Biochemists have a name for these changes -- the molecular clock. By measuring the degree of accumulated difference between 2 related species, the time since they diverged can be calculated. Molecular studies show that 99 per cent of the genes of humans and chimpanzees are identical.
While the idea of a molecular clock is relatively new, the idea of charting biochemical kinships among species was thought of over 80 years ago by George Nuttal, a British doctor who concluded as early as 1902 that immunological tests could be used to determine the degree of blood relationship between animals. But it was not until the late '50s that Morris Goodman at the Wayne State University School of Medicine in Detroit demonstrated the close genetic relationship between humans and African apes.
Then, in 1967, Berkeley biochemists Allan Wilson and Vincent Sarich announced that molecular evidence showed that humans and apes diverged some 5 million years ago, and not 15 million years, as most fossil-hunters believed. Supporters of the molecular method argue that it is superior to the study of fossils because it draws the family tree of living species. As Sarich has said, " I know my molecules had ancestors; the palaeontologist can only hope his fossils had descendants."
But critics insist that the molecular clock gives only part of the picture because molecules cannot reveal what the creatures looked like. They further argue that molecular methods are of no use in interpreting fossils, as there is no way of knowing whether an extinct animal left any living descendants. If it did not, its branch would not even appear on the molecular tree.
That latter argument has been answered by the work of Jerold Lowenstein, a specialist in nuclear medicine, who identified the infinitesimal amounts of protein that remain in ancient fossils. In 1982, he proved that Ramapithecus, long thought to be our earliest ancestor, was in fact an ancestor of orangutans.

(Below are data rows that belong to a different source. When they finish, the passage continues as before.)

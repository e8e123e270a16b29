//! # Courier
//!
//! A typed, async client and update dispatcher for the Telegram Bot API.
//!
//! ## Architecture
//!
//! ```text
//! ┌──────────────┐     ┌────────────┐     ┌───────────────────────────────┐
//! │ Update source│────▶│ Dispatcher │────▶│ kind callback (message, ...)  │──▶ Bot
//! │ poll/webhook │     │            │────▶│ command handler ("/start")    │──▶ Bot
//! └──────────────┘     └────────────┘     └───────────────────────────────┘
//! ```
//!
//! - **Runtime**: loads configuration, sets up logging and runs one update source
//! - **Update sources**: long polling with a monotonic cursor, or a webhook server
//! - **Dispatcher**: one callback per update kind plus a command router
//! - **Handlers**: async functions taking extractors (Axum-style)
//! - **Bot**: typed API methods over the HTTP transport
//!
//! ## Quick Start
//!
//! ```rust,no_run
//! use courier::prelude::*;
//!
//! async fn echo(cmd: Command) -> String {
//!     cmd.args
//! }
//!
//! #[tokio::main]
//! async fn main() -> Result<(), Box<dyn std::error::Error>> {
//!     let runtime = CourierRuntime::builder().config_file("courier.toml").build()?;
//!
//!     let mut dispatcher = runtime.dispatcher();
//!     dispatcher.command("echo", "Repeat the arguments", echo).await?;
//!
//!     runtime.run(dispatcher).await?;
//!     Ok(())
//! }
//! ```
//!
//! ## Features
//!
//! - `webhook`: webhook update source (default)
//! - `toml-config` / `yaml-config`: configuration file formats
//! - `json-log`: JSON log output

pub use courier_core as core;
pub use courier_framework as framework;
pub use courier_runtime as runtime;
pub use courier_transport as transport;

/// Prelude module for convenient imports.
///
/// ```rust,ignore
/// use courier::prelude::*;
/// ```
pub mod prelude {
    // Runtime - main entry point
    pub use courier_runtime::{CourierConfig, CourierRuntime, UpdateMode};

    // Dispatch
    pub use courier_framework::{Bot, CourierContext, Dispatcher, FromContext, HandleResponse};

    // Extractable values
    pub use courier_core::types::{CallbackQuery, ChatId, InlineQuery, Message};
    pub use courier_core::{Update, UpdateKind};
    pub use courier_framework::Command;

    // Requests
    pub use courier_core::api::{
        AnswerCallbackQuery, InputMedia, SendContact, SendDice, SendDocument, SendLocation,
        SendMediaGroup, SendMessage, SendPhoto, SendPoll,
    };
    pub use courier_core::{ApiError, ApiResult, InputFile};
}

The fossils were too old for him to extract any protein directly, so he ground part of the fossils into a fine powder and injected it into a rabbit. Even after a gap of 8 million years, the rabbits' immune system was apparently able to make antibodies against the proteineaous dust. When Lowenstein tested these antibodies, they reacted strongly to proteins from orangutans, nearly as strongly to gibbons and gorillas and less strongly to that of chimpanzees and humans. These results dismissed Ramapithecus from the long line of protohumans.